Elgin è una città che si trova a una sessantina di chilometri da Chicago. Nel 1865 divenne sede del primo stabilimento della National Watch Company, azienda che nel 1875 mutò il proprio nome adottando anche quello della città stessa. Per quasi un secolo fu una delle maggiori fabbriche di orologi del mondo: produsse almeno la metà di tutti gli esemplari da tasca fabbricati negli States e negli anni Venti del Novecento contava 4.600 lavoratori.   

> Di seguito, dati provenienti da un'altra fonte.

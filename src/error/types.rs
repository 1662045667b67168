//! Error types
//!
//! Defines the error taxonomy of the FTP client, one enum per concern,
//! aggregated by [`FtpError`].

use std::io;
use std::net::SocketAddr;
use std::time::Duration;

use thiserror::Error;

use crate::protocol::Reply;
use crate::session::SessionState;

/// Control connection or greeting failures
#[derive(Debug, Error)]
pub enum ConnectError {
    #[error("unable to connect to {addr}: {source}")]
    Io {
        addr: String,
        #[source]
        source: io::Error,
    },
    #[error("timed out connecting to {0}")]
    TimedOut(String),
    #[error("server greeting rejected: {code} {message}")]
    Greeting { code: u16, message: String },
    #[error("unable to open data connection to {addr}: {source}")]
    DataConnect {
        addr: SocketAddr,
        #[source]
        source: io::Error,
    },
    #[error("unable to set up active data listener: {0}")]
    DataListen(#[source] io::Error),
}

/// Login failures
#[derive(Debug, Error)]
pub enum AuthError {
    #[error("login rejected for user {user}: {code} {message}")]
    Rejected {
        user: String,
        code: u16,
        message: String,
    },
    #[error("server requires an account for user {0}")]
    AccountRequired(String),
}

/// Operations attempted in a state that does not allow them.
///
/// These are raised before any network I/O takes place.
#[derive(Debug, Error)]
pub enum StateError {
    #[error("{operation} requires a logged in session (state: {state})")]
    NotLoggedIn {
        operation: &'static str,
        state: SessionState,
    },
    #[error("{operation} requires a connected session (state: {state})")]
    NotConnected {
        operation: &'static str,
        state: SessionState,
    },
    #[error("already connected to {0}")]
    AlreadyConnected(String),
    #[error("already logged in as {0}")]
    AlreadyLoggedIn(String),
}

/// Malformed replies or reply codes that do not fit the command sent
#[derive(Debug, Error)]
pub enum ProtocolError {
    #[error("connection closed by server")]
    ConnectionClosed,
    #[error("reply line longer than {0} bytes")]
    LineTooLong(usize),
    #[error("malformed reply line: {0:?}")]
    InvalidLineFormat(String),
    #[error("invalid reply code in line: {0:?}")]
    InvalidReplyCode(String),
    #[error("multi-line reply {expected} terminated by code {found}")]
    TerminatorMismatch { expected: u16, found: u16 },
    #[error("multi-line reply exceeds {0} lines")]
    TooManyLines(usize),
    #[error("unexpected reply to {command}: {code} {message}")]
    UnexpectedReply {
        command: String,
        code: u16,
        message: String,
    },
    #[error("{command} failed after {bytes} bytes: {code} {message}")]
    TransferIncomplete {
        command: String,
        code: u16,
        message: String,
        bytes: u64,
    },
    #[error("malformed passive mode reply: {0:?}")]
    InvalidPassiveReply(String),
    #[error("malformed directory reply: {0:?}")]
    InvalidPathReply(String),
    #[error("malformed size reply: {0:?}")]
    InvalidSizeReply(String),
    #[error("{0} argument contains a line break")]
    LineBreakInArgument(&'static str),
}

impl ProtocolError {
    /// A reply whose code does not fit the command that produced it
    pub fn unexpected(command: &str, reply: &Reply) -> Self {
        ProtocolError::UnexpectedReply {
            command: command.to_string(),
            code: reply.code(),
            message: reply.message(),
        }
    }
}

/// Bounded waits that ran out
#[derive(Debug, Error)]
pub enum TimeoutError {
    #[error("timed out waiting for reply ({0})")]
    Reply(&'static str),
    #[error("no data connection accepted within {0:?}")]
    DataAccept(Duration),
    #[error("timed out opening data connection to {0}")]
    DataConnect(SocketAddr),
    #[error("data connection idle for more than {0:?}")]
    DataIdle(Duration),
}

/// General FTP client error that encompasses all error types
#[derive(Debug, Error)]
pub enum FtpError {
    #[error("connect error: {0}")]
    Connect(#[from] ConnectError),
    #[error("authentication error: {0}")]
    Auth(#[from] AuthError),
    #[error("state error: {0}")]
    State(#[from] StateError),
    #[error("protocol error: {0}")]
    Protocol(#[from] ProtocolError),
    #[error("timeout: {0}")]
    Timeout(#[from] TimeoutError),
    #[error("I/O error: {0}")]
    Io(#[from] io::Error),
    #[error("configuration error: {0}")]
    Config(#[from] ::config::ConfigError),
}

impl FtpError {
    /// Whether this error leaves the control channel unusable.
    ///
    /// A broken socket, a premature close, a reply that never arrived or one
    /// the parser gave up on midway all mean the command/reply pairing can no
    /// longer be trusted.
    pub fn is_fatal_to_control(&self) -> bool {
        matches!(
            self,
            FtpError::Io(_)
                | FtpError::Protocol(ProtocolError::ConnectionClosed)
                | FtpError::Protocol(ProtocolError::LineTooLong(_))
                | FtpError::Protocol(ProtocolError::TooManyLines(_))
                | FtpError::Protocol(ProtocolError::TerminatorMismatch { .. })
                | FtpError::Protocol(ProtocolError::InvalidReplyCode(_))
                | FtpError::Protocol(ProtocolError::InvalidLineFormat(_))
                | FtpError::Timeout(TimeoutError::Reply(_))
        )
    }

    /// Reply code carried by the error, if the server produced one
    pub fn reply_code(&self) -> Option<u16> {
        match self {
            FtpError::Connect(ConnectError::Greeting { code, .. }) => Some(*code),
            FtpError::Auth(AuthError::Rejected { code, .. }) => Some(*code),
            FtpError::Protocol(ProtocolError::UnexpectedReply { code, .. }) => Some(*code),
            FtpError::Protocol(ProtocolError::TransferIncomplete { code, .. }) => Some(*code),
            _ => None,
        }
    }
}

Prima dell’istituzione dei fusi orari, sul territorio americano regnava una profonda difformità nella misurazione del tempo: soltanto nel Wisconsin erano in uso 38 orari differenti. Nel 1908, il Presidente Theodore Roosevelt decise quindi di riorganizzare il sistema orario e affidò l’incarico al National Bureau of Standards (oggi Nist, National Institutes of Standards and Technology). Rispondendo all’appello, nel 1910 Elgin costruì un Osservatorio astronomico con un telescopio per calcolare il tempo siderale e dotare così i propri orologi di un’accuratezza senza pari.

L’inizio della fine

Gli affari di Elgin andarono nel migliore dei modi fino alla Seconda guerra mondiale, quando la Manifattura riconvertì la produzione a fini bellici. Il vuoto produttivo nazionale lasciò campo libero ai concorrenti. E fu così che gli orologi elvetici conquistarono il mercato americano: durante il conflitto, ogni anno la Svizzera esportava negli Usa 7 milioni e mezzo di esemplari, che coprivano il 75% della domanda locale (pari quindi a 10 milioni).

Elgin non fu più in grado di recuperare le fette di mercato perdute. Provò perfino la strada dei modelli ultra-economici, quelli che avevano prezzi così bassi da rendere più conveniente un nuovo acquisto al posto della riparazione. Ma non riuscì più a risollevarsi.

Nel 1964, un secolo dopo la fondazione, la fabbrica di Elgin venne chiusa e due anni dopo demolita, mentre la produzione fu delocalizzata in altri luoghi. Nel ’68 l’attività cessò del tutto e il Marchio venduto. Dopo vari passaggi di proprietà, arrivò nelle mani di un produttore cinese di basso livello. Mentre l’osservatorio era stato donato già nel 1960 a una scuola pubblica, cui appartiene tuttora.

Il calibro 722

La produzione di orologi elettromeccanici influì notevolmente sulla rovina della Marca. A partire dagli anni Trenta, Elgin aveva dato il via allo sviluppo di un calibro di questo tipo, ma le ricerche si erano arenate durante la guerra. Poi, nel ‘46, riprese gli studi, che in seguito procedettero in modo spedito anche grazie alla collaborazione con Lip, iniziata nel ‘49.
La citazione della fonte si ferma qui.